Hisense today unveils its visionary 163MX RGBY Micro-LED Display at CES 2026, presenting a glimpse into the future of ultra-large display technology and earning a prestigious CES 2026 Innovation Award for its industry-first four-primary Micro-LED colour architecture. As a new iteration of Micro-LED display, the 163MX demonstrates Hisense’s continued leadership in pushing the boundaries of colour performance and pioneering foundational display innovations.
The 163MX introduces the industry’s first four-primary RGBY (Red, Green, Blue, Yellow) Micro-LED architecture, adding a yellow sub-pixel to the traditional RGB structure to fill the critical spectral gap between 500 – 600nm, a range where conventional Micro-LED displays fall short and often mute a content’s intended look. By restoring this missing range, the 163MX dramatically enhances colour fidelity and delivers a level of colour expression no Micro-LED has achieved before.
To maintain colour fidelity across its massive canvas, the 163MX employs advanced colour management techniques that precisely balance luminance and chromatic uniformity across 33.17 million subpixels. The result is a display capable of achieving up to 100 per cent of the BT.2020 colour space, establishing a new benchmark for spectral range and accuracy in true Micro-LED technology.

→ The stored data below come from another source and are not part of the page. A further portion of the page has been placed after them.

//! Join tree construction by value-ordered sweep.
//!
//! Components are visited in sweep order. A visited component with no
//! visited neighbors opens a new leaf. One visited neighbor set makes the new
//! node a chain link above that set's current top. Two or more sets meet at a
//! saddle: the new node adopts every set's top as a child.
//!
//! ```text
//!  sweep ──►  leaf      chain      saddle
//!             (o)        (o)        (o)
//!                         │        ╱   ╲
//!                        top     top   top
//! ```
//!
//! The last visited component becomes the root: the global extreme under the
//! sweep order. Sweeping `Descending` produces the mirror split tree.

use smallvec::SmallVec;
use tracing::{debug, info_span};

use super::arena::{NodeId, Tree};
use super::union_find::UnionFind;
use crate::mesh::Mesh;
use crate::order::ValueOrder;
use crate::types::Direction;

/// Raw merge tree, one node per component, chains included.
#[derive(Clone, Debug)]
pub struct JoinTree {
  tree: Tree,
  direction: Direction,
}

impl JoinTree {
  /// Sweep `mesh` in `direction`.
  ///
  /// The mesh must be connected; a disconnected mesh leaves several roots and
  /// only the last one is reachable.
  #[tracing::instrument(skip_all, name = "join_tree::build")]
  pub fn build<M: Mesh + ?Sized>(mesh: &M, direction: Direction) -> Self {
    let n = mesh.len();
    let order = ValueOrder::new(|c| mesh.component(c).value, direction);

    let mut sweep: Vec<usize> = (0..n).collect();
    {
      let _span = info_span!("sort_components").entered();
      order.sort(&mut sweep);
    }

    let mut tree = Tree::with_capacity(n);
    let mut sets = UnionFind::new(n);
    let mut top: Vec<Option<NodeId>> = vec![None; n];
    let mut visited = vec![false; n];
    let mut saddles = 0usize;

    for &c in &sweep {
      let component = mesh.component(c);
      let node = tree.push(
        c,
        component.value,
        component.volume(),
        component.hypervolume(),
      );

      let mut roots: SmallVec<[usize; 8]> = component
        .neighbors
        .iter()
        .filter(|&&nb| visited[nb])
        .map(|&nb| sets.find(nb))
        .collect();
      roots.sort_unstable();
      roots.dedup();

      // Children in the order their sets last grew.
      let mut children: SmallVec<[NodeId; 8]> = roots.iter().filter_map(|&r| top[r]).collect();
      children.sort_unstable();
      if children.len() >= 2 {
        saddles += 1;
      }
      for &child in &children {
        tree.attach(child, node);
      }

      visited[c] = true;
      let mut rep = sets.find(c);
      for &r in &roots {
        rep = sets.union(rep, r);
      }
      top[rep] = Some(node);
    }

    tree.set_root(n.checked_sub(1).map(NodeId::new));
    debug!(nodes = tree.len(), saddles, ?direction, "join tree swept");

    Self { tree, direction }
  }

  pub fn tree(&self) -> &Tree {
    &self.tree
  }

  pub fn root(&self) -> Option<NodeId> {
    self.tree.root()
  }

  pub fn direction(&self) -> Direction {
    self.direction
  }
}

#[cfg(test)]
#[path = "join_test.rs"]
mod join_test;
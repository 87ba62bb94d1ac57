//! Merge trees over a component mesh.
//!
//! Nodes live in an arena and address each other by [`NodeId`]. Parent and
//! partner are plain indices; the child list is owned by the parent entry.
//! Detaching or re-parenting a node is index reassignment.
//!
//! # Module Structure
//!
//! - [`arena`]: `Tree` / `TreeNode` storage, attach/detach, validation
//! - [`union_find`]: disjoint sets used by the sweep
//! - [`join`]: `JoinTree` - value-ordered sweep producing the raw tree
//! - [`augmented`]: `AugmentedTree` - chain reduction, classification,
//!   persistence pairing, global extreme and max volume

pub mod arena;
pub mod augmented;
pub mod join;
pub mod union_find;

// Re-exports
pub use arena::{NodeId, Tree, TreeNode};
pub use augmented::AugmentedTree;
pub use join::JoinTree;
pub use union_find::UnionFind;
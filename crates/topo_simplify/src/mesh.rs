//! Mesh of connected components over a field.
//!
//! Components partition field positions. Each carries a representative
//! value, its member positions and the ids of adjacent components. The tree
//! builders and flood fills work on component ids; clamping writes through
//! to member positions.

use smallvec::SmallVec;

use crate::error::{Result, SimplifyError};
use crate::field::ScalarField;
use crate::types::Neighbors;

/// One partition cell of field positions.
#[derive(Clone, Debug, PartialEq)]
pub struct Component {
  /// Representative scalar value.
  pub value: f32,
  /// Field positions belonging to this component.
  pub positions: SmallVec<[usize; 4]>,
  /// Adjacent component ids.
  pub neighbors: Neighbors,
}

impl Component {
  /// Single-sample component.
  pub fn sample(position: usize, value: f32, neighbors: Neighbors) -> Self {
    let mut positions = SmallVec::new();
    positions.push(position);
    Self {
      value,
      positions,
      neighbors,
    }
  }

  /// Number of field samples absorbed by this component.
  #[inline]
  pub fn volume(&self) -> usize {
    self.positions.len()
  }

  /// Integrated scalar contribution: `value * volume`.
  #[inline]
  pub fn hypervolume(&self) -> f64 {
    self.value as f64 * self.positions.len() as f64
  }
}

/// Read-only component lookup.
pub trait Mesh {
  /// Number of components.
  fn len(&self) -> usize;

  /// Component with id `id`.
  fn component(&self, id: usize) -> &Component;

  fn is_empty(&self) -> bool {
    self.len() == 0
  }
}

/// Vector-backed mesh.
#[derive(Clone, Debug, Default, PartialEq)]
pub struct ComponentMesh {
  components: Vec<Component>,
}

impl ComponentMesh {
  /// One component per sample, adjacency copied from the field.
  pub fn from_field<F: ScalarField + ?Sized>(field: &F) -> Self {
    let components = (0..field.size())
      .map(|i| Component::sample(i, field.value(i), field.neighbors(i)))
      .collect();
    Self { components }
  }

  /// Use externally partitioned components.
  ///
  /// Neighbor ids must address components of this mesh.
  pub fn from_components(components: Vec<Component>) -> Result<Self> {
    let len = components.len();
    for component in &components {
      if let Some(&index) = component.neighbors.iter().find(|&&n| n >= len) {
        return Err(SimplifyError::IndexOutOfRange { index, len });
      }
    }
    Ok(Self { components })
  }

  pub fn iter(&self) -> impl Iterator<Item = &Component> {
    self.components.iter()
  }

  /// One past the largest field position referenced by any component.
  pub fn position_extent(&self) -> usize {
    extent_of(self)
  }
}

impl Mesh for ComponentMesh {
  fn len(&self) -> usize {
    self.components.len()
  }

  fn component(&self, id: usize) -> &Component {
    &self.components[id]
  }
}

/// Check that every component position addresses a sample of `field`.
///
/// On failure the error carries the mesh's full position extent.
pub fn check_fits<M: Mesh + ?Sized, F: ScalarField + ?Sized>(mesh: &M, field: &F) -> Result<()> {
  let size = field.size();
  let extent = extent_of(mesh);
  if extent > size {
    return Err(SimplifyError::MeshFieldMismatch {
      mesh: extent,
      field: size,
    });
  }
  Ok(())
}

fn extent_of<M: Mesh + ?Sized>(mesh: &M) -> usize {
  (0..mesh.len())
    .flat_map(|id| mesh.component(id).positions.iter().copied())
    .max()
    .map_or(0, |p| p + 1)
}

#[cfg(test)]
#[path = "mesh_test.rs"]
mod mesh_test;
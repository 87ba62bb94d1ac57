//! Persistence threshold: the stock "noise" predicate.
//!
//! A leaf whose persistence falls below the threshold is noise. The
//! destructive simplifier prunes noise leaves; the persistence-set simplifier
//! flattens every inactive (noise) pair.

use crate::persistence::ActivePairs;
use crate::simplify::PruningPolicy;
use crate::tree::{AugmentedTree, NodeId};

/// Noise cutoff on partner persistence.
#[derive(Clone, Copy, Debug, PartialEq)]
pub struct PersistenceThreshold {
  threshold: f32,
}

impl PersistenceThreshold {
  pub fn new(threshold: f32) -> Self {
    Self { threshold }
  }

  /// `fraction * max_persistence(tree)`
  pub fn fraction_of_max(tree: &AugmentedTree, fraction: f32) -> Self {
    Self::new(tree.max_persistence() * fraction)
  }

  pub fn value(&self) -> f32 {
    self.threshold
  }

  #[inline]
  pub fn is_noise(&self, persistence: f32) -> bool {
    persistence < self.threshold
  }

  /// Persistence set with every pair at or above the threshold active.
  pub fn active_flags<'t>(&self, tree: &'t AugmentedTree) -> ActivePairs<'t> {
    ActivePairs::with_predicate(tree, |pair| !self.is_noise(pair.persistence()))
  }
}

impl PruningPolicy for PersistenceThreshold {
  fn is_pruning(&self, tree: &AugmentedTree, id: NodeId) -> bool {
    tree.node(id).kind().is_leaf() && tree.persistence(id).is_some_and(|p| self.is_noise(p))
  }
}
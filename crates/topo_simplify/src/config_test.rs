use super::*;
use crate::test_utils::{extremes_field, mesh_of};

/// The default threshold of zero marks nothing as noise.
#[test]
fn test_default_is_valid_and_inert() {
  let config = SimplifyConfig::default();
  assert!(config.validate().is_ok());
  assert_eq!(config.run_mode, RunMode::Lazy);
  assert_eq!(config.mode, SimplifyMode::Destructive);

  let tree = AugmentedTree::build(&mesh_of(&extremes_field()), config.direction);
  assert!(!config.threshold(&tree).is_noise(0.0));
}

#[test]
fn test_rejects_negative_and_non_finite_thresholds() {
  for bad in [-1.0, f32::NAN, f32::INFINITY] {
    let config = SimplifyConfig {
      persistence_threshold: bad,
      ..Default::default()
    };
    assert!(
      matches!(config.validate(), Err(SimplifyError::InvalidConfig(_))),
      "{bad} should be rejected"
    );
  }
}

#[test]
fn test_relative_threshold_bounded_by_one() {
  let config = SimplifyConfig {
    persistence_threshold: 1.5,
    relative: true,
    ..Default::default()
  };
  assert!(config.validate().is_err());

  let absolute = SimplifyConfig {
    relative: false,
    ..config
  };
  assert!(absolute.validate().is_ok());
}

/// Relative thresholds scale with max persistence (9 for this field).
#[test]
fn test_relative_threshold_resolves_against_tree() {
  let tree = AugmentedTree::build(&mesh_of(&extremes_field()), Direction::Ascending);
  let config = SimplifyConfig {
    persistence_threshold: 0.5,
    relative: true,
    ..Default::default()
  };
  assert_eq!(config.threshold(&tree).value(), 4.5);
}
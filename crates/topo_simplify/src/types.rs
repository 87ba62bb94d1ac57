//! Core data types shared by the tree builders and simplifiers.

use smallvec::SmallVec;

/// Adjacency list of a sample or component.
///
/// Inline capacity covers 8-connected grids without allocating.
pub type Neighbors = SmallVec<[usize; 8]>;

/// Topological role of a tree node.
#[derive(Clone, Copy, Debug, PartialEq, Eq, Hash)]
pub enum NodeType {
  /// Local minimum (leaf of a join tree).
  LeafMin,

  /// Local maximum (leaf of a split tree).
  LeafMax,

  /// Saddle where basins of minima merge.
  Merge,

  /// Saddle where basins of maxima split.
  Split,

  /// Not yet classified (raw sweep output).
  Unknown,
}

impl NodeType {
  /// True for `LeafMin` and `LeafMax`.
  #[inline]
  pub fn is_leaf(self) -> bool {
    matches!(self, NodeType::LeafMin | NodeType::LeafMax)
  }

  /// True for `Merge` and `Split`.
  #[inline]
  pub fn is_saddle(self) -> bool {
    matches!(self, NodeType::Merge | NodeType::Split)
  }
}

impl Default for NodeType {
  fn default() -> Self {
    NodeType::Unknown
  }
}

/// Sweep direction.
///
/// `Ascending` visits low values first and builds a join tree whose leaves
/// are minima. `Descending` builds the mirror split tree of maxima.
#[derive(Clone, Copy, Debug, PartialEq, Eq, Hash, Default)]
pub enum Direction {
  #[default]
  Ascending,
  Descending,
}

impl Direction {
  /// Type assigned to leaves of a tree swept in this direction.
  #[inline]
  pub fn leaf_type(self) -> NodeType {
    match self {
      Direction::Ascending => NodeType::LeafMin,
      Direction::Descending => NodeType::LeafMax,
    }
  }

  /// Type assigned to branch nodes of a tree swept in this direction.
  #[inline]
  pub fn saddle_type(self) -> NodeType {
    match self {
      Direction::Ascending => NodeType::Merge,
      Direction::Descending => NodeType::Split,
    }
  }

  /// Direction a basin is flooded from a leaf of the given type.
  ///
  /// Minima flood upward through ascending values, maxima downward.
  #[inline]
  pub fn for_leaf(kind: NodeType) -> Option<Self> {
    match kind {
      NodeType::LeafMin => Some(Direction::Ascending),
      NodeType::LeafMax => Some(Direction::Descending),
      _ => None,
    }
  }
}

#[cfg(test)]
#[path = "types_test.rs"]
mod types_test;
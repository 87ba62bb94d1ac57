//! Run-once state shared by the simplifiers.

use super::flood::FloodStats;

/// Lifecycle of a simplifier run.
#[derive(Clone, Copy, Debug, Default, PartialEq, Eq)]
pub enum RunState {
  #[default]
  Unbuilt,
  Running,
  Done,
}

/// Called once with the finished simplifier.
pub type CompletionHandler<'a, S> = Box<dyn FnOnce(&S) + 'a>;

/// Counters for one run.
#[derive(Clone, Copy, Debug, Default, PartialEq, Eq)]
pub struct SimplifyStats {
  /// Features flattened (leaves pruned or pairs replayed).
  pub leaves_pruned: usize,
  /// Inactive pairs that did not qualify for flattening.
  pub pairs_skipped: usize,
  /// Components visited by flood fills.
  pub components_flooded: usize,
  /// Field positions whose value changed.
  pub positions_clamped: usize,
  /// Wall time of the run in microseconds.
  pub run_time_us: u64,
}

impl SimplifyStats {
  pub(crate) fn add_flood(&mut self, flood: FloodStats) {
    self.components_flooded += flood.components;
    self.positions_clamped += flood.positions;
  }
}

/// Guards a single run: `Unbuilt -> Running -> Done`.
#[derive(Debug, Default)]
pub(crate) struct RunLatch {
  state: RunState,
}

impl RunLatch {
  pub fn state(&self) -> RunState {
    self.state
  }

  /// Enter `Running`. False if a run already started.
  pub fn begin(&mut self) -> bool {
    if self.state != RunState::Unbuilt {
      return false;
    }
    self.state = RunState::Running;
    true
  }

  pub fn finish(&mut self) {
    debug_assert_eq!(self.state, RunState::Running);
    self.state = RunState::Done;
  }
}
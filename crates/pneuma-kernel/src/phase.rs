//! Phase machine: phase ordering and cycle-boundary detection.

use pneuma_types::{Phase, PhaseTimings};

/// The phase after `current`, skipping zero-duration phases.
///
/// Walks the fixed order inhale → hold-in → exhale → hold-out at most four
/// steps. If every other phase is zero the walk wraps back to `current`.
pub fn next_phase(current: Phase, timings: &PhaseTimings) -> Phase {
    let mut candidate = current.successor();
    for _ in 0..Phase::ALL.len() - 1 {
        if timings.is_active(candidate) {
            return candidate;
        }
        candidate = candidate.successor();
    }
    candidate
}

/// Entering inhale closes a cycle.
pub fn is_cycle_boundary(phase: Phase) -> bool {
    phase == Phase::Inhale
}
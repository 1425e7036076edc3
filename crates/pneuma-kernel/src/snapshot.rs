use pneuma_types::RuntimeState;
use serde::{Deserialize, Serialize};

use crate::event::SessionEvent;

/// Immutable view of the kernel handed to subscribers and `state()` callers.
#[derive(Clone, Debug, PartialEq, Serialize, Deserialize)]
pub struct KernelSnapshot {
    /// Sequence of the last log entry reflected in `state`.
    pub sequence: u64,
    pub state: RuntimeState,
    /// The event whose reduction produced this snapshot. `None` for the
    /// replay a new subscriber receives.
    pub cause: Option<SessionEvent>,
}

impl KernelSnapshot {
    /// Same state, re-labelled as a replay for a late subscriber.
    pub fn as_replay(&self) -> Self {
        Self {
            sequence: self.sequence,
            state: self.state.clone(),
            cause: None,
        }
    }
}
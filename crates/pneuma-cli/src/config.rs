//! Configuration for the pneuma host

use std::path::PathBuf;

use pneuma_types::Pattern;
use serde::{Deserialize, Serialize};

use crate::error::CliResult;

/// Main host configuration
#[derive(Debug, Clone, Default, Serialize, Deserialize)]
pub struct PneumaConfig {
    /// Session driving
    #[serde(default)]
    pub session: SessionConfig,

    /// Trust registry persistence
    #[serde(default)]
    pub registry: RegistryConfig,

    /// Logging configuration
    #[serde(default)]
    pub logging: LoggingConfig,

    /// Extra patterns merged over the built-in catalog
    #[serde(default)]
    pub patterns: Vec<Pattern>,
}

/// Session configuration
#[derive(Debug, Clone, Serialize, Deserialize)]
pub struct SessionConfig {
    /// Pattern to load
    #[serde(default = "default_pattern")]
    pub pattern: String,

    /// Stop after this many cycles (defaults to the pattern's recommendation)
    #[serde(default)]
    pub cycles: Option<u32>,

    /// Heartbeat frequency
    #[serde(default = "default_tick_hz")]
    pub tick_hz: u32,

    /// Heartbeat gaps at or above this are dropped
    #[serde(default = "default_max_tick_gap")]
    pub max_tick_gap_secs: f64,

    /// Run on a virtual clock without sleeping
    #[serde(default)]
    pub simulate: bool,

    /// Mark the host hidden after this many session seconds
    #[serde(default)]
    pub simulate_hidden_after_secs: Option<f64>,
}

impl Default for SessionConfig {
    fn default() -> Self {
        Self {
            pattern: default_pattern(),
            cycles: None,
            tick_hz: default_tick_hz(),
            max_tick_gap_secs: default_max_tick_gap(),
            simulate: false,
            simulate_hidden_after_secs: None,
        }
    }
}

impl SessionConfig {
    /// Heartbeat period in milliseconds, at least 1.
    pub fn tick_period_ms(&self) -> u64 {
        (1000 / u64::from(self.tick_hz.max(1))).max(1)
    }
}

/// Registry configuration
#[derive(Debug, Clone, Default, Serialize, Deserialize)]
pub struct RegistryConfig {
    /// JSON file holding the trust registry; none keeps it in memory
    #[serde(default)]
    pub path: Option<PathBuf>,
}

/// Logging configuration
#[derive(Debug, Clone, Serialize, Deserialize)]
pub struct LoggingConfig {
    /// Log level
    #[serde(default = "default_log_level")]
    pub level: String,

    /// JSON format
    #[serde(default)]
    pub json: bool,
}

impl Default for LoggingConfig {
    fn default() -> Self {
        Self {
            level: default_log_level(),
            json: false,
        }
    }
}

// Default value helpers
fn default_pattern() -> String {
    "box".to_string()
}

fn default_tick_hz() -> u32 {
    60
}

fn default_max_tick_gap() -> f64 {
    pneuma_kernel::heartbeat::DEFAULT_MAX_GAP_SECS
}

fn default_log_level() -> String {
    "info".to_string()
}

impl PneumaConfig {
    /// Load configuration: defaults, then the optional file, then
    /// `PNEUMA_<SECTION>__<KEY>` environment variables.
    pub fn load(path: Option<&str>) -> CliResult<Self> {
        let mut builder = config::Config::builder();

        builder = builder.add_source(config::Config::try_from(&PneumaConfig::default())?);

        if let Some(path) = path {
            builder = builder.add_source(config::File::with_name(path).required(false));
        }

        // Keys contain underscores, so sections are split on a double one.
        builder = builder.add_source(
            config::Environment::with_prefix("PNEUMA")
                .prefix_separator("_")
                .separator("__")
                .try_parsing(true),
        );

        Ok(builder.build()?.try_deserialize()?)
    }
}
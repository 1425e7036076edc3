use std::collections::HashMap;

use chrono::{DateTime, Utc};
use serde::{Deserialize, Serialize};

use crate::error::TypesError;

/// Historical outcome record for one pattern.
///
/// Owned by the settings layer. The kernel only reads it during safety
/// checks.
#[derive(Clone, Debug, PartialEq, Serialize, Deserialize)]
#[serde(rename_all = "camelCase")]
pub struct TrustRecord {
    /// Cumulative seconds spent in sessions with this pattern.
    pub exposure_secs: f64,
    /// Sessions that ended in a safety lock.
    pub adverse_events: u32,
    /// Confidence in [0, 1] that the pattern is comfortable for the user.
    pub resonance_score: f64,
    pub last_updated: DateTime<Utc>,
}

impl TrustRecord {
    pub fn new(resonance_score: f64) -> Result<Self, TypesError> {
        if !(0.0..=1.0).contains(&resonance_score) {
            return Err(TypesError::ResonanceOutOfRange(resonance_score));
        }
        Ok(Self {
            exposure_secs: 0.0,
            adverse_events: 0,
            resonance_score,
            last_updated: Utc::now(),
        })
    }
}

/// Read-only map from pattern id to trust record.
///
/// Replaced wholesale on the kernel, never patched in place.
#[derive(Clone, Debug, Default, PartialEq, Serialize, Deserialize)]
#[serde(transparent)]
pub struct TrustRegistry {
    records: HashMap<String, TrustRecord>,
}

impl TrustRegistry {
    pub fn new() -> Self {
        Self::default()
    }

    pub fn with_record(mut self, pattern_id: impl Into<String>, record: TrustRecord) -> Self {
        self.records.insert(pattern_id.into(), record);
        self
    }

    pub fn get(&self, pattern_id: &str) -> Option<&TrustRecord> {
        self.records.get(pattern_id)
    }

    pub fn insert(&mut self, pattern_id: impl Into<String>, record: TrustRecord) -> Option<TrustRecord> {
        self.records.insert(pattern_id.into(), record)
    }

    pub fn len(&self) -> usize {
        self.records.len()
    }

    pub fn is_empty(&self) -> bool {
        self.records.is_empty()
    }

    pub fn iter(&self) -> impl Iterator<Item = (&String, &TrustRecord)> {
        self.records.iter()
    }
}

impl FromIterator<(String, TrustRecord)> for TrustRegistry {
    fn from_iter<I: IntoIterator<Item = (String, TrustRecord)>>(iter: I) -> Self {
        Self {
            records: iter.into_iter().collect(),
        }
    }
}
//! Pneuma - headless host for the breathing session kernel
//!
//! The binary provides:
//! - Pattern catalog listing
//! - Session driving on real or virtual time, with Ctrl+C as HALT
//! - Offline integrity checks of dumped event logs

use std::path::{Path, PathBuf};

use anyhow::{bail, Context};
use clap::{Args, Parser, Subcommand};
use pneuma_kernel::{verify_entries, LoggedEvent, PatternCatalog};
use pneuma_types::Millis;
use tracing::{info, warn};
use tracing_subscriber::{layer::SubscriberExt, util::SubscriberInitExt};

use pneuma_cli::config::PneumaConfig;
use pneuma_cli::registry;
use pneuma_cli::session::{SessionOptions, SessionRunner};

/// Pneuma CLI
#[derive(Parser)]
#[command(name = "pneuma")]
#[command(about = "Pneuma - guided breathing session kernel", long_about = None)]
#[command(version)]
struct Cli {
    /// Configuration file path
    #[arg(short, long, env = "PNEUMA_CONFIG", global = true)]
    config: Option<String>,

    /// Log level (overrides the config file)
    #[arg(long, env = "PNEUMA_LOG_LEVEL", global = true)]
    log_level: Option<String>,

    /// Enable JSON logging
    #[arg(long, env = "PNEUMA_LOG_JSON", global = true)]
    json: bool,

    #[command(subcommand)]
    command: Command,
}

#[derive(Subcommand)]
enum Command {
    /// List the pattern catalog
    Patterns,

    /// Drive one session
    Run(RunArgs),

    /// Re-check the integrity hashes of a dumped event log
    VerifyLog {
        /// Path to a JSON log written by `run --dump-log`
        path: PathBuf,
    },
}

#[derive(Args)]
struct RunArgs {
    /// Pattern id
    #[arg(short, long)]
    pattern: Option<String>,

    /// Stop after this many cycles
    #[arg(long)]
    cycles: Option<u32>,

    /// Run on a virtual clock without sleeping
    #[arg(long)]
    simulate: bool,

    /// Mark the host hidden after this many session seconds
    #[arg(long, value_name = "SECS")]
    hidden_after: Option<f64>,

    /// Write the event log as JSON when the session ends
    #[arg(long, value_name = "PATH")]
    dump_log: Option<PathBuf>,

    /// Trust registry file
    #[arg(long, env = "PNEUMA_REGISTRY")]
    registry: Option<PathBuf>,
}

#[tokio::main]
async fn main() -> anyhow::Result<()> {
    let cli = Cli::parse();

    // Load configuration
    let config = PneumaConfig::load(cli.config.as_deref()).context("Failed to load configuration")?;

    // Initialize tracing
    let level = cli.log_level.clone().unwrap_or_else(|| config.logging.level.clone());
    let env_filter = tracing_subscriber::EnvFilter::try_from_default_env().unwrap_or_else(|_| level.into());

    if cli.json || config.logging.json {
        tracing_subscriber::registry()
            .with(env_filter)
            .with(tracing_subscriber::fmt::layer().json())
            .init();
    } else {
        tracing_subscriber::registry()
            .with(env_filter)
            .with(tracing_subscriber::fmt::layer())
            .init();
    }

    match cli.command {
        Command::Patterns => list_patterns(&config),
        Command::Run(args) => run(config, args).await,
        Command::VerifyLog { path } => verify_log(&path),
    }
}

fn build_catalog(config: &PneumaConfig) -> anyhow::Result<PatternCatalog> {
    let mut catalog = PatternCatalog::builtin();
    let added = catalog
        .merge(config.patterns.iter().cloned())
        .context("Invalid pattern in configuration")?;
    if added > 0 {
        info!(added, "User patterns merged");
    }
    Ok(catalog)
}

fn list_patterns(config: &PneumaConfig) -> anyhow::Result<()> {
    let catalog = build_catalog(config)?;
    println!("{:<12} {:<16} {:>6} {:>6} {:>6} {:>6}  {:<6} {:>6}", "ID", "LABEL", "IN", "HOLD", "OUT", "HOLD", "TIER", "CYCLES");
    for p in catalog.iter() {
        let t = &p.timings;
        println!(
            "{:<12} {:<16} {:>6.1} {:>6.1} {:>6.1} {:>6.1}  {:<6} {:>6}",
            p.id,
            p.label,
            t.inhale,
            t.hold_in,
            t.exhale,
            t.hold_out,
            u8::from(p.tier),
            p.recommended_cycles
        );
    }
    Ok(())
}

async fn run(mut config: PneumaConfig, args: RunArgs) -> anyhow::Result<()> {
    // Override with CLI args
    if let Some(pattern) = args.pattern {
        config.session.pattern = pattern;
    }
    if args.cycles.is_some() {
        config.session.cycles = args.cycles;
    }
    if args.simulate {
        config.session.simulate = true;
    }
    if args.hidden_after.is_some() {
        config.session.simulate_hidden_after_secs = args.hidden_after;
    }
    if args.registry.is_some() {
        config.registry.path = args.registry;
    }

    let catalog = build_catalog(&config)?;
    let mut trust = match &config.registry.path {
        Some(path) => registry::load(path)?,
        None => Default::default(),
    };

    let options = SessionOptions {
        pattern: config.session.pattern.clone(),
        cycles: config.session.cycles,
        tick_period_ms: config.session.tick_period_ms(),
        max_tick_gap_secs: config.session.max_tick_gap_secs,
        hidden_after_secs: config.session.simulate_hidden_after_secs,
    };

    let boot_timestamp = chrono::Utc::now().timestamp_millis().max(0) as Millis;
    let mut runner = SessionRunner::new(catalog, trust.clone(), options, boot_timestamp)?;

    let reason = if config.session.simulate {
        runner.run_simulated()?
    } else {
        runner.run_realtime(shutdown_signal()).await?
    };

    let summary = runner.summary(reason);
    println!("{}", serde_json::to_string_pretty(&summary)?);

    if let Some(path) = &args.dump_log {
        std::fs::write(path, runner.kernel().log().to_json()?)
            .with_context(|| format!("Failed to write log to {}", path.display()))?;
        info!(path = %path.display(), events = runner.kernel().log().len(), "Event log written");
    }

    let final_state = runner.kernel().state();
    registry::fold_session(&mut trust, &final_state.state, chrono::Utc::now());
    if let Some(path) = &config.registry.path {
        registry::save(path, &trust)?;
    }

    Ok(())
}

fn verify_log(path: &Path) -> anyhow::Result<()> {
    let raw = std::fs::read_to_string(path).with_context(|| format!("Failed to read {}", path.display()))?;
    let entries: Vec<LoggedEvent> = serde_json::from_str(&raw).context("Not an event log")?;
    let report = verify_entries(&entries);

    println!("{}", serde_json::to_string_pretty(&report)?);
    if !report.is_clean() {
        bail!(
            "log failed verification: {} corrupted, {} out of sequence",
            report.corrupted_events,
            report.sequence_gaps.len()
        );
    }
    Ok(())
}

/// Resolves on Ctrl+C. If the handler cannot be installed the session runs
/// until its own stop condition.
async fn shutdown_signal() {
    if let Err(e) = tokio::signal::ctrl_c().await {
        warn!(error = %e, "Failed to install Ctrl+C handler");
        std::future::pending::<()>().await;
    }
}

A Vision for the Future of Large-Format Displays
Beyond colour performance, the 163MX reflects Hisense’s broader exploration of how ultra-large displays can exist more seamlessly in premium environments. Despite its imposing scale, the display features a refined, minimalist design with an ultra-slim 32mm profile and a precision zero-gap wall mount, allowing it to integrate neatly into architectural spaces while maintaining an immersive, cinematic presence.
The 163MX offers a clear view into the next phase of Micro-LED development, highlighting how the technology can evolve to balance scale, visual impact and refined design.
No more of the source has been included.